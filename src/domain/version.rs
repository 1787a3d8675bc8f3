//! Gem version numbers and registry version records
//!
//! RubyGems versions are not SemVer: `7.0.0.rc1`, `1.2.3.4` and `2.0` are
//! all valid. [`VersionNumber`] implements the RubyGems ordering:
//! - segments are runs of digits or runs of letters
//! - any letter segment makes the version a prerelease
//! - trailing zeros are insignificant (`1.0 == 1.0.0`)
//! - a letter segment sorts below a numeric one (`1.0.a < 1.0.0`)

use chrono::NaiveDate;
use regex::Regex;
use serde::{Serialize, Serializer};
use std::cmp::Ordering;
use std::fmt;
use std::hash::{Hash, Hasher};
use std::str::FromStr;
use std::sync::LazyLock;

static VERSION_RE: LazyLock<Regex> = LazyLock::new(|| {
    Regex::new(r"^\s*([0-9]+(?:\.[0-9a-zA-Z]+)*(?:-[0-9A-Za-z-]+(?:\.[0-9A-Za-z-]+)*)?)\s*$")
        .unwrap()
});

static SEGMENT_RE: LazyLock<Regex> = LazyLock::new(|| Regex::new(r"[0-9]+|[a-zA-Z]+").unwrap());

#[derive(Debug, Clone, PartialEq, Eq, Hash)]
enum Segment {
    /// Decimal digits without leading zeros, `"0"` for zero; any length
    Numeric(String),
    Text(String),
}

impl Segment {
    fn numeric(digits: &str) -> Self {
        let trimmed = digits.trim_start_matches('0');
        Segment::Numeric(if trimmed.is_empty() { "0" } else { trimmed }.to_string())
    }

    fn is_zero(&self) -> bool {
        matches!(self, Segment::Numeric(digits) if digits == "0")
    }

    fn compare(&self, other: &Segment) -> Ordering {
        match (self, other) {
            (Segment::Numeric(a), Segment::Numeric(b)) => {
                a.len().cmp(&b.len()).then_with(|| a.cmp(b))
            }
            (Segment::Text(a), Segment::Text(b)) => a.cmp(b),
            (Segment::Text(_), Segment::Numeric(_)) => Ordering::Less,
            (Segment::Numeric(_), Segment::Text(_)) => Ordering::Greater,
        }
    }
}

/// A comparable gem version number
#[derive(Debug, Clone)]
pub struct VersionNumber {
    raw: String,
    /// Segments with insignificant trailing zeros removed
    canonical: Vec<Segment>,
    prerelease: bool,
}

/// Error returned when a string is not a valid gem version
#[derive(Debug, Clone, PartialEq, Eq)]
pub struct InvalidVersion(pub String);

impl fmt::Display for InvalidVersion {
    fn fmt(&self, f: &mut fmt::Formatter<'_>) -> fmt::Result {
        write!(f, "malformed version number string {}", self.0)
    }
}

impl std::error::Error for InvalidVersion {}

impl VersionNumber {
    /// Parse a gem version string
    pub fn parse(input: &str) -> Result<Self, InvalidVersion> {
        let caps = VERSION_RE
            .captures(input)
            .ok_or_else(|| InvalidVersion(input.to_string()))?;
        let version = caps
            .get(1)
            .ok_or_else(|| InvalidVersion(input.to_string()))?
            .as_str();

        let normalized = version.replace('-', ".pre.");
        let segments: Vec<Segment> = SEGMENT_RE
            .find_iter(&normalized)
            .map(|m| {
                let segment = m.as_str();
                if segment.starts_with(|c: char| c.is_ascii_digit()) {
                    Segment::numeric(segment)
                } else {
                    Segment::Text(segment.to_string())
                }
            })
            .collect();

        let prerelease = segments.iter().any(|s| matches!(s, Segment::Text(_)));

        Ok(Self {
            raw: version.to_string(),
            canonical: canonicalize(segments),
            prerelease,
        })
    }

    /// True when the version has any letter segment (`1.0.0.rc1`, `2.0.0-beta`)
    pub fn is_prerelease(&self) -> bool {
        self.prerelease
    }

    /// The version exactly as it was written
    pub fn as_str(&self) -> &str {
        &self.raw
    }
}

/// Drop trailing zeros from the numeric part and from the text part
fn canonicalize(segments: Vec<Segment>) -> Vec<Segment> {
    let split = segments
        .iter()
        .position(|s| matches!(s, Segment::Text(_)))
        .unwrap_or(segments.len());
    let (numeric, text) = segments.split_at(split);

    let trim = |part: &[Segment]| -> Vec<Segment> {
        let end = part
            .iter()
            .rposition(|s| !s.is_zero())
            .map_or(0, |idx| idx + 1);
        part[..end].to_vec()
    };

    let mut canonical = trim(numeric);
    canonical.extend(trim(text));
    canonical
}

impl Ord for VersionNumber {
    fn cmp(&self, other: &Self) -> Ordering {
        let len = self.canonical.len().max(other.canonical.len());
        let zero = Segment::numeric("0");

        for idx in 0..len {
            let lhs = self.canonical.get(idx).unwrap_or(&zero);
            let rhs = other.canonical.get(idx).unwrap_or(&zero);
            match lhs.compare(rhs) {
                Ordering::Equal => continue,
                ordering => return ordering,
            }
        }

        Ordering::Equal
    }
}

impl PartialOrd for VersionNumber {
    fn partial_cmp(&self, other: &Self) -> Option<Ordering> {
        Some(self.cmp(other))
    }
}

impl PartialEq for VersionNumber {
    fn eq(&self, other: &Self) -> bool {
        self.cmp(other) == Ordering::Equal
    }
}

impl Eq for VersionNumber {}

impl Hash for VersionNumber {
    fn hash<H: Hasher>(&self, state: &mut H) {
        self.canonical.hash(state);
    }
}

impl FromStr for VersionNumber {
    type Err = InvalidVersion;

    fn from_str(s: &str) -> Result<Self, Self::Err> {
        Self::parse(s)
    }
}

impl fmt::Display for VersionNumber {
    fn fmt(&self, f: &mut fmt::Formatter<'_>) -> fmt::Result {
        write!(f, "{}", self.raw)
    }
}

impl Serialize for VersionNumber {
    fn serialize<S: Serializer>(&self, serializer: S) -> Result<S::Ok, S::Error> {
        serializer.serialize_str(&self.raw)
    }
}

/// One published version of a gem, parsed from registry metadata
#[derive(Debug, Clone, PartialEq, Eq, Serialize)]
pub struct GemVersion {
    pub name: String,
    pub number: VersionNumber,
    pub created_at: NaiveDate,
    pub prerelease: bool,
}

impl GemVersion {
    pub fn new(
        name: impl Into<String>,
        number: VersionNumber,
        created_at: NaiveDate,
        prerelease: bool,
    ) -> Self {
        Self {
            name: name.into(),
            number,
            created_at,
            prerelease,
        }
    }
}

#[cfg(test)]
mod tests {
    use super::*;

    fn v(s: &str) -> VersionNumber {
        VersionNumber::parse(s).unwrap()
    }

    #[test]
    fn test_parse_simple() {
        let version = v("7.0.0");
        assert_eq!(version.as_str(), "7.0.0");
        assert!(!version.is_prerelease());
    }

    #[test]
    fn test_parse_trims_whitespace() {
        assert_eq!(v("  1.2.3 ").as_str(), "1.2.3");
    }

    #[test]
    fn test_parse_invalid() {
        assert!(VersionNumber::parse("").is_err());
        assert!(VersionNumber::parse("abc").is_err());
        assert!(VersionNumber::parse("1.0.0-x86_64-linux").is_err());
        assert!(VersionNumber::parse("1..0").is_err());
    }

    #[test]
    fn test_prerelease_detection() {
        assert!(v("7.0.0.rc1").is_prerelease());
        assert!(v("2.0.0-beta").is_prerelease());
        assert!(v("1.0.a").is_prerelease());
        assert!(!v("1.2.3.4").is_prerelease());
    }

    #[test]
    fn test_ordering_numeric() {
        assert!(v("1.9.0") < v("1.10.0"));
        assert!(v("10.0.0") > v("9.9.9"));
        assert!(v("1.2.3.4") > v("1.2.3"));
    }

    #[test]
    fn test_long_numeric_segments_stay_numeric() {
        let dated = v("1.20240101123456789012");
        assert!(!dated.is_prerelease());
        assert!(dated > v("1.9"));
        assert!(dated < v("1.30240101123456789012"));
        assert!(v("99999999999999999999999") > v("99999999999999999999998"));
        assert!(v("99999999999999999999999.rc1") < v("99999999999999999999999"));
    }

    #[test]
    fn test_leading_zeros_are_insignificant() {
        assert_eq!(v("1.01"), v("1.1"));
        assert_eq!(v("1.00"), v("1"));
        assert!(v("1.010") > v("1.9"));
    }

    #[test]
    fn test_trailing_zeros_are_equal() {
        assert_eq!(v("1.0"), v("1.0.0"));
        assert_eq!(v("1"), v("1.0.0.0"));
    }

    #[test]
    fn test_prerelease_sorts_before_release() {
        assert!(v("7.0.0.rc1") < v("7.0.0"));
        assert!(v("7.0.0.alpha") < v("7.0.0.beta"));
        assert!(v("7.0.0.rc1") > v("6.1.0"));
        assert!(v("1.0.0.rc1") < v("1.0.0.rc2"));
    }

    #[test]
    fn test_dash_prerelease() {
        assert_eq!(v("2.0.0-beta"), v("2.0.0.pre.beta"));
        assert!(v("2.0.0-beta") < v("2.0.0"));
    }

    #[test]
    fn test_display_keeps_original() {
        assert_eq!(v("1.0").to_string(), "1.0");
    }

    #[test]
    fn test_sort_newest_first() {
        let mut versions = vec![v("6.0.0"), v("7.0.0"), v("7.0.0.rc1"), v("6.1.0")];
        versions.sort_by(|a, b| b.cmp(a));
        let ordered: Vec<&str> = versions.iter().map(|v| v.as_str()).collect();
        assert_eq!(ordered, vec!["7.0.0", "7.0.0.rc1", "6.1.0", "6.0.0"]);
    }
}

[What you are asked to do]: All lines in the data above from the one with "self.canonical.hash(state);" through the one with "pub struct GemVersion" must be repeated exactly, and no others.

[Response to this exercise]:
        self.canonical.hash(state);
    }
}

impl FromStr for VersionNumber {
    type Err = InvalidVersion;

    fn from_str(s: &str) -> Result<Self, Self::Err> {
        Self::parse(s)
    }
}

impl fmt::Display for VersionNumber {
    fn fmt(&self, f: &mut fmt::Formatter<'_>) -> fmt::Result {
        write!(f, "{}", self.raw)
    }
}

impl Serialize for VersionNumber {
    fn serialize<S: Serializer>(&self, serializer: S) -> Result<S::Ok, S::Error> {
        serializer.serialize_str(&self.raw)
    }
}

/// One published version of a gem, parsed from registry metadata
#[derive(Debug, Clone, PartialEq, Eq, Serialize)]
pub struct GemVersion {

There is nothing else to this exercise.